RADARSEMARANG.COM – Dusun Sibimo, Desa Brokoh, Kecamatan Wonotunggal, Kabupaten Batang ini punya kisah misterius. Hanya boleh ada tujuh rumah yang berdiri di dusun terpencil ini. Lokasinya di balik kawasan hutan pinus.
Cuaca siang itu sedikit mendung. Matahari hanya sesekali terlihat memancarkan sinar dari balik awan. Waktu hampir menginjak tengah hari. Wartawan RADARSEMARANG.COM tengah berada di antara perkampungan Desa Brokoh, Kecamatan Wonotunggal, Kabupaten Batang, Senin (16/5).
Cukup sepi. Hanya ada lalu lalang beberapa orang mengenakan caping membawa parang dan potongan kayu. Sampai di ujung perkampungan yang berbatasan dengan hutan, wartawan RADARSEMARANG.COM berhenti sejenak. Menanyakan letak Dusun Sibimo.
Setelah memutar arah, sampailah di pertigaan menuju kampung misterius tersebut. Jalan menuju lokasi berupa aspal yang sudah terkelupas. Jarak yang ditempuh sekitar 800 meter. Jalur itu membelah area hutan pinus Alas Kupang. Pepohonan di sana terlihat gagah menjulang tinggi. Namun sayang, sebagian kecil pepohonan di kanan jalan sudah ditebang.
Meski demikian, suasana di sana tetap membuat bulu kuduk merinding. Ditambah cuaca mendung yang menyelimuti langit. Keluar dari area itu, jalan sudah kembali mulus. Lebarnya hanya sekitar tiga meter. Beberapa rumah warga mulai terlihat. Ternyata benar, itu merupakan Dusun Sibimo.
Rumah-rumah di sana berada di kiri dan kanan jalan. Kondisi bangunannya kebanyakan sudah bernuansa modern. Ada beberapa yang masih terlihat seperti bangunan lawas. Salah satunya milik Tarsono, 74, warga paling tua yang tinggal di sana.
Ia menjelaskan, cerita mistis terkait kampung yang hanya boleh ada tujuh rumah sudah terputus. Sesepuh yang mengerti cerita tersebut sudah pindah ke kampung lain. Para pemuda dan warga di sana sudah tidak mengetahui mitos secara detail.
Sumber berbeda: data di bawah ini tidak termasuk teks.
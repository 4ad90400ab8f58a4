use std::env;
use std::path::PathBuf;

/// Environment variable names - single source of truth
pub mod env_vars {
    pub const PORT: &str = "PORT";
    pub const DATABASE_URL: &str = "DATABASE_URL";
    pub const ADMIN_USERNAME: &str = "ADMIN_USERNAME";
    pub const ADMIN_PASSWORD: &str = "ADMIN_PASSWORD";
    /// Override for the directory the static admin UI is served from.
    pub const PUBLIC_DIR: &str = "PUBLIC_DIR";
}

/// Default values
pub mod defaults {
    pub const PORT: u16 = 8000;
    pub const DATABASE_URL: &str = "./data/masterbot.db";
    pub const ADMIN_USERNAME: &str = "admin";
    pub const ADMIN_PASSWORD: &str = "admin123";
    pub const PUBLIC_DIR: &str = "public";
}

/// Returns the absolute path to the backend directory.
/// Uses CARGO_MANIFEST_DIR at compile time, so it always resolves
/// regardless of the working directory at runtime.
pub fn backend_dir() -> PathBuf {
    PathBuf::from(env!("CARGO_MANIFEST_DIR"))
}

pub fn port() -> u16 {
    env::var(env_vars::PORT)
        .ok()
        .and_then(|v| v.parse().ok())
        .unwrap_or(defaults::PORT)
}

pub fn database_url() -> String {
    env::var(env_vars::DATABASE_URL).unwrap_or_else(|_| defaults::DATABASE_URL.to_string())
}

pub fn admin_username() -> String {
    env::var(env_vars::ADMIN_USERNAME).unwrap_or_else(|_| defaults::ADMIN_USERNAME.to_string())
}

/// Falls back to the built-in default; deployments must override this.
pub fn admin_password() -> String {
    env::var(env_vars::ADMIN_PASSWORD).unwrap_or_else(|_| defaults::ADMIN_PASSWORD.to_string())
}

/// Directory the static admin UI is served from.
pub fn public_dir() -> PathBuf {
    match env::var(env_vars::PUBLIC_DIR) {
        Ok(dir) if !dir.is_empty() => PathBuf::from(dir),
        _ => backend_dir().join(defaults::PUBLIC_DIR),
    }
}
pub mod sqlite;
pub mod tables;

pub use sqlite::Database;
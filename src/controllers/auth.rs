use actix_web::cookie::Cookie;
use actix_web::{web, HttpRequest, HttpResponse, Responder};

use super::{authorize, client_ip, SESSION_COOKIE};
use crate::models::LoginRequest;
use crate::{config, AppState};

pub fn config_routes(cfg: &mut web::ServiceConfig) {
    cfg.service(
        web::scope("/api/auth")
            .route("/login", web::post().to(login))
            .route("/logout", web::post().to(logout))
            .route("/check", web::get().to(check)),
    );
}

async fn login(
    req: HttpRequest,
    state: web::Data<AppState>,
    body: web::Json<LoginRequest>,
) -> impl Responder {
    if body.username != config::admin_username() || body.password != config::admin_password() {
        log::warn!("Rejected login attempt for user '{}'", body.username);
        return HttpResponse::Unauthorized().json(serde_json::json!({
            "error": "Invalid username or password"
        }));
    }

    let session = match state.db.create_auth_session(&body.username) {
        Ok(session) => session,
        Err(e) => {
            log::error!("Failed to create auth session: {}", e);
            return HttpResponse::InternalServerError().json(serde_json::json!({
                "error": format!("Database error: {}", e)
            }));
        }
    };

    if let Err(e) = state.db.insert_admin_log(
        &session.username,
        "login",
        Some("Admin logged in successfully"),
        client_ip(&req).as_deref(),
    ) {
        log::error!("Failed to record login: {}", e);
    }

    let cookie = Cookie::build(SESSION_COOKIE, session.token.clone())
        .path("/")
        .http_only(true)
        .finish();

    HttpResponse::Ok().cookie(cookie).json(serde_json::json!({
        "success": true,
        "username": session.username
    }))
}

async fn logout(req: HttpRequest, state: web::Data<AppState>) -> impl Responder {
    if let Some(cookie) = req.cookie(SESSION_COOKIE) {
        let _ = state.db.delete_auth_session(cookie.value());
    }

    let mut removal = Cookie::new(SESSION_COOKIE, "");
    removal.set_path("/");

    let mut response = HttpResponse::Ok().json(serde_json::json!({ "success": true }));
    let _ = response.add_removal_cookie(&removal);
    response
}

async fn check(req: HttpRequest, state: web::Data<AppState>) -> impl Responder {
    match authorize(&req, &state) {
        Some(session) => HttpResponse::Ok().json(serde_json::json!({
            "authenticated": true,
            "username": session.username
        })),
        None => HttpResponse::Unauthorized().json(serde_json::json!({
            "authenticated": false
        })),
    }
}
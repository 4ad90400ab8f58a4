pub mod registry;
pub mod telegram;
pub mod worker;

pub use registry::{BotManager, ControlError};
pub use telegram::TelegramWorkerFactory;
pub use worker::{BotWorker, WorkerError, WorkerFactory};
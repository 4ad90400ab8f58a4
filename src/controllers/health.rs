use actix_web::{web, HttpResponse, Responder};

use crate::AppState;

/// Version from Cargo.toml, available at compile time
pub const VERSION: &str = env!("CARGO_PKG_VERSION");

pub fn config_routes(cfg: &mut web::ServiceConfig) {
    cfg.service(web::resource("/api/health").route(web::get().to(health_check)));
}

async fn health_check(state: web::Data<AppState>) -> impl Responder {
    HttpResponse::Ok().json(serde_json::json!({
        "status": "ok",
        "version": VERSION,
        "uptime_secs": state.started_at.elapsed().as_secs()
    }))
}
“Sekarang sudah ada tujuh rumah di sini. Sebelumnya, hanya ada enam rumah. Baru saja ditempati tiga bulan yang lalu,” ucapnya dalam bahasa Jawa.
Cerita yang beredar di masyarakat luas menyebutkan bahwa Dusun Sibimo hanya boleh berdiri tujuh rumah. Mitos itu sudah ada sejak ratusan tahun lalu. Konon katanya, jika ada yang melanggar akan ada malapetaka.
Kampung tersebut sebelumnya terisolasi. Jalan aspal di sana baru dibangun pada 2021. Begitu juga dengan aliran listrik dari PLN. Tiang-tiang listrik baru ada pada September tahun kemarin. Sebelumnya, warga hanya menggunakan listrik dari musala dari Dusun lainnya. Lokasinya berjarak sekitar 1 kilometer.
“Waktu saya kecil rumah di sini banyak. Ada 11 rumah. Setelah itu, ada yang orangnya meninggal, pindah. Sampai jadi enam rumah,” ucapnya.
Ia menambahkan, warga setempat sekarang bisa dikatakan percaya tidak percaya terhadap mitos itu. Sehingga tidak mempermasalahkan jika ada yang ingin membangun rumah lagi di Dusun Sibimo. Namun permasalahannya, lahan di kampung itu sebagian besar dimiliki oleh warga dari luar kampung.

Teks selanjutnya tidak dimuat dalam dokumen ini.